//! Console application state: screens, toasts and the search debounce.

use std::collections::BTreeMap;
use std::sync::Arc;
use std::time::Duration;

use client::repositories::{
    AlarmRepository, CustomerGroupRepository, GeofenceGroupRepository, RestOptionProvider,
    UserRepository, VehicleGroupRepository,
};
use client::ApiClient;
use domain::models::{Alarm, CustomerGroup, GeofenceGroup, User, VehicleGroup};
use domain::services::{EntityService, Notifier, OptionProvider, Toast, ToastQueue};
use tokio::time::Instant;
use tracing::{debug, info};

use crate::command::{Command, ScreenKind, HELP};
use crate::debounce::SearchDebounce;
use crate::screens::{Outcome, Panel, Screen, ScreenContext};
use crate::session::Session;
use crate::view::render_toasts;

/// Data access behind the screens.
#[derive(Clone)]
pub struct Services {
    pub users: Arc<dyn EntityService<User>>,
    pub customer_groups: Arc<dyn EntityService<CustomerGroup>>,
    pub vehicle_groups: Arc<dyn EntityService<VehicleGroup>>,
    pub geofence_groups: Arc<dyn EntityService<GeofenceGroup>>,
    pub alarms: Arc<dyn EntityService<Alarm>>,
    pub options: Arc<dyn OptionProvider>,
}

impl Services {
    /// Services backed by the REST API.
    pub fn rest(api: ApiClient) -> Self {
        Self {
            users: Arc::new(UserRepository::new(api.clone())),
            customer_groups: Arc::new(CustomerGroupRepository::new(api.clone())),
            vehicle_groups: Arc::new(VehicleGroupRepository::new(api.clone())),
            geofence_groups: Arc::new(GeofenceGroupRepository::new(api.clone())),
            alarms: Arc::new(AlarmRepository::new(api.clone())),
            options: Arc::new(RestOptionProvider::new(api)),
        }
    }
}

/// Settings the app needs from the configuration.
#[derive(Debug, Clone, Copy)]
pub struct AppSettings {
    pub page_size: usize,
    pub search_debounce: Duration,
}

pub struct App {
    screens: BTreeMap<ScreenKind, Box<dyn Panel>>,
    active: ScreenKind,
    toasts: Arc<ToastQueue>,
    debounce: SearchDebounce,
    show_help: bool,
}

impl App {
    pub fn new(services: Services, session: Session, settings: AppSettings) -> Self {
        let toasts = Arc::new(ToastQueue::new());
        let ctx = ScreenContext {
            notifier: toasts.clone(),
            options: services.options.clone(),
            session,
            page_size: settings.page_size,
        };

        let mut screens: BTreeMap<ScreenKind, Box<dyn Panel>> = BTreeMap::new();
        screens.insert(
            ScreenKind::Users,
            Box::new(
                Screen::new(ScreenKind::Users, services.users, ctx.clone())
                    .logout_on_self_delete(),
            ),
        );
        screens.insert(
            ScreenKind::CustomerGroups,
            Box::new(Screen::new(
                ScreenKind::CustomerGroups,
                services.customer_groups,
                ctx.clone(),
            )),
        );
        screens.insert(
            ScreenKind::VehicleGroups,
            Box::new(Screen::new(
                ScreenKind::VehicleGroups,
                services.vehicle_groups,
                ctx.clone(),
            )),
        );
        screens.insert(
            ScreenKind::GeofenceGroups,
            Box::new(Screen::new(
                ScreenKind::GeofenceGroups,
                services.geofence_groups,
                ctx.clone(),
            )),
        );
        screens.insert(
            ScreenKind::Alarms,
            Box::new(Screen::new(ScreenKind::Alarms, services.alarms, ctx)),
        );

        Self {
            screens,
            active: ScreenKind::Users,
            toasts,
            debounce: SearchDebounce::new(settings.search_debounce),
            show_help: false,
        }
    }

    pub fn active(&self) -> ScreenKind {
        self.active
    }

    pub fn panel(&self, kind: ScreenKind) -> Option<&dyn Panel> {
        self.screens.get(&kind).map(|panel| panel.as_ref())
    }

    fn active_panel(&mut self) -> Option<&mut Box<dyn Panel>> {
        self.screens.get_mut(&self.active)
    }

    /// Loads the initial screen.
    pub async fn start(&mut self) {
        if let Some(panel) = self.active_panel() {
            panel.refresh().await;
        }
    }

    /// Parses and runs one input line. Blank lines only re-render.
    pub async fn handle_line(&mut self, line: &str) -> Outcome {
        if line.trim().is_empty() {
            return Outcome::Continue;
        }
        match line.parse::<Command>() {
            Ok(command) => self.handle(command).await,
            Err(e) => {
                self.toasts.notify(Toast::error(e.to_string()));
                Outcome::Continue
            }
        }
    }

    pub async fn handle(&mut self, command: Command) -> Outcome {
        self.show_help = false;
        match command {
            Command::Switch(kind) => {
                self.debounce.cancel();
                self.active = kind;
                info!(screen = %kind, "Switched screen");
                if let Some(panel) = self.active_panel() {
                    panel.refresh().await;
                }
                Outcome::Continue
            }
            Command::Search(query) => {
                let screen = self.active;
                if let Some(panel) = self.active_panel() {
                    panel.set_query(&query);
                }
                self.debounce.push(screen, query);
                Outcome::Continue
            }
            Command::Help => {
                self.show_help = true;
                Outcome::Continue
            }
            Command::Quit => Outcome::Quit,
            command => match self.active_panel() {
                Some(panel) => panel.execute(command).await,
                None => Outcome::Continue,
            },
        }
    }

    /// When the pending search becomes due, if any.
    pub fn search_deadline(&self) -> Option<Instant> {
        self.debounce.deadline()
    }

    /// Submits the pending search once its window has elapsed.
    pub async fn run_due_search(&mut self, now: Instant) -> bool {
        let Some(pending) = self.debounce.take_due(now) else {
            return false;
        };
        debug!(screen = %pending.screen, query = %pending.query, "Submitting search");
        match self.screens.get_mut(&pending.screen) {
            Some(panel) => {
                panel.search(&pending.query).await;
                true
            }
            None => false,
        }
    }

    /// The active screen followed by pending toasts, which are consumed.
    pub fn render(&mut self) -> String {
        let mut out = match self.screens.get(&self.active) {
            Some(panel) => panel.render(),
            None => String::new(),
        };
        if self.show_help {
            out.push_str("\n\n");
            out.push_str(HELP);
        }
        let toasts = render_toasts(&self.toasts.drain());
        if !toasts.is_empty() {
            out.push_str("\n\n");
            out.push_str(&toasts);
        }
        out
    }
}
________________
→ **Your instructions**: What you write must match the records above exactly, line for line.

→ **Task response**:
//! Console application state: screens, toasts and the search debounce.

use std::collections::BTreeMap;
use std::sync::Arc;
use std::time::Duration;

use client::repositories::{
    AlarmRepository, CustomerGroupRepository, GeofenceGroupRepository, RestOptionProvider,
    UserRepository, VehicleGroupRepository,
};
use client::ApiClient;
use domain::models::{Alarm, CustomerGroup, GeofenceGroup, User, VehicleGroup};
use domain::services::{EntityService, Notifier, OptionProvider, Toast, ToastQueue};
use tokio::time::Instant;
use tracing::{debug, info};

use crate::command::{Command, ScreenKind, HELP};
use crate::debounce::SearchDebounce;
use crate::screens::{Outcome, Panel, Screen, ScreenContext};
use crate::session::Session;
use crate::view::render_toasts;

/// Data access behind the screens.
#[derive(Clone)]
pub struct Services {
    pub users: Arc<dyn EntityService<User>>,
    pub customer_groups: Arc<dyn EntityService<CustomerGroup>>,
    pub vehicle_groups: Arc<dyn EntityService<VehicleGroup>>,
    pub geofence_groups: Arc<dyn EntityService<GeofenceGroup>>,
    pub alarms: Arc<dyn EntityService<Alarm>>,
    pub options: Arc<dyn OptionProvider>,
}

impl Services {
    /// Services backed by the REST API.
    pub fn rest(api: ApiClient) -> Self {
        Self {
            users: Arc::new(UserRepository::new(api.clone())),
            customer_groups: Arc::new(CustomerGroupRepository::new(api.clone())),
            vehicle_groups: Arc::new(VehicleGroupRepository::new(api.clone())),
            geofence_groups: Arc::new(GeofenceGroupRepository::new(api.clone())),
            alarms: Arc::new(AlarmRepository::new(api.clone())),
            options: Arc::new(RestOptionProvider::new(api)),
        }
    }
}

/// Settings the app needs from the configuration.
#[derive(Debug, Clone, Copy)]
pub struct AppSettings {
    pub page_size: usize,
    pub search_debounce: Duration,
}

pub struct App {
    screens: BTreeMap<ScreenKind, Box<dyn Panel>>,
    active: ScreenKind,
    toasts: Arc<ToastQueue>,
    debounce: SearchDebounce,
    show_help: bool,
}

impl App {
    pub fn new(services: Services, session: Session, settings: AppSettings) -> Self {
        let toasts = Arc::new(ToastQueue::new());
        let ctx = ScreenContext {
            notifier: toasts.clone(),
            options: services.options.clone(),
            session,
            page_size: settings.page_size,
        };

        let mut screens: BTreeMap<ScreenKind, Box<dyn Panel>> = BTreeMap::new();
        screens.insert(
            ScreenKind::Users,
            Box::new(
                Screen::new(ScreenKind::Users, services.users, ctx.clone())
                    .logout_on_self_delete(),
            ),
        );
        screens.insert(
            ScreenKind::CustomerGroups,
            Box::new(Screen::new(
                ScreenKind::CustomerGroups,
                services.customer_groups,
                ctx.clone(),
            )),
        );
        screens.insert(
            ScreenKind::VehicleGroups,
            Box::new(Screen::new(
                ScreenKind::VehicleGroups,
                services.vehicle_groups,
                ctx.clone(),
            )),
        );
        screens.insert(
            ScreenKind::GeofenceGroups,
            Box::new(Screen::new(
                ScreenKind::GeofenceGroups,
                services.geofence_groups,
                ctx.clone(),
            )),
        );
        screens.insert(
            ScreenKind::Alarms,
            Box::new(Screen::new(ScreenKind::Alarms, services.alarms, ctx)),
        );

        Self {
            screens,
            active: ScreenKind::Users,
            toasts,
            debounce: SearchDebounce::new(settings.search_debounce),
            show_help: false,
        }
    }

    pub fn active(&self) -> ScreenKind {
        self.active
    }

    pub fn panel(&self, kind: ScreenKind) -> Option<&dyn Panel> {
        self.screens.get(&kind).map(|panel| panel.as_ref())
    }

    fn active_panel(&mut self) -> Option<&mut Box<dyn Panel>> {
        self.screens.get_mut(&self.active)
    }

    /// Loads the initial screen.
    pub async fn start(&mut self) {
        if let Some(panel) = self.active_panel() {
            panel.refresh().await;
        }
    }

    /// Parses and runs one input line. Blank lines only re-render.
    pub async fn handle_line(&mut self, line: &str) -> Outcome {
        if line.trim().is_empty() {
            return Outcome::Continue;
        }
        match line.parse::<Command>() {
            Ok(command) => self.handle(command).await,
            Err(e) => {
                self.toasts.notify(Toast::error(e.to_string()));
                Outcome::Continue
            }
        }
    }

    pub async fn handle(&mut self, command: Command) -> Outcome {
        self.show_help = false;
        match command {
            Command::Switch(kind) => {
                self.debounce.cancel();
                self.active = kind;
                info!(screen = %kind, "Switched screen");
                if let Some(panel) = self.active_panel() {
                    panel.refresh().await;
                }
                Outcome::Continue
            }
            Command::Search(query) => {
                let screen = self.active;
                if let Some(panel) = self.active_panel() {
                    panel.set_query(&query);
                }
                self.debounce.push(screen, query);
                Outcome::Continue
            }
            Command::Help => {
                self.show_help = true;
                Outcome::Continue
            }
            Command::Quit => Outcome::Quit,
            command => match self.active_panel() {
                Some(panel) => panel.execute(command).await,
                None => Outcome::Continue,
            },
        }
    }

    /// When the pending search becomes due, if any.
    pub fn search_deadline(&self) -> Option<Instant> {
        self.debounce.deadline()
    }

    /// Submits the pending search once its window has elapsed.
    pub async fn run_due_search(&mut self, now: Instant) -> bool {
        let Some(pending) = self.debounce.take_due(now) else {
            return false;
        };
        debug!(screen = %pending.screen, query = %pending.query, "Submitting search");
        match self.screens.get_mut(&pending.screen) {
            Some(panel) => {
                panel.search(&pending.query).await;
                true
            }
            None => false,
        }
    }

    /// The active screen followed by pending toasts, which are consumed.
    pub fn render(&mut self) -> String {
        let mut out = match self.screens.get(&self.active) {
            Some(panel) => panel.render(),
            None => String::new(),
        };
        if self.show_help {
            out.push_str("\n\n");
            out.push_str(HELP);
        }
        let toasts = render_toasts(&self.toasts.drain());
        if !toasts.is_empty() {
            out.push_str("\n\n");
            out.push_str(&toasts);
        }
        out
    }
}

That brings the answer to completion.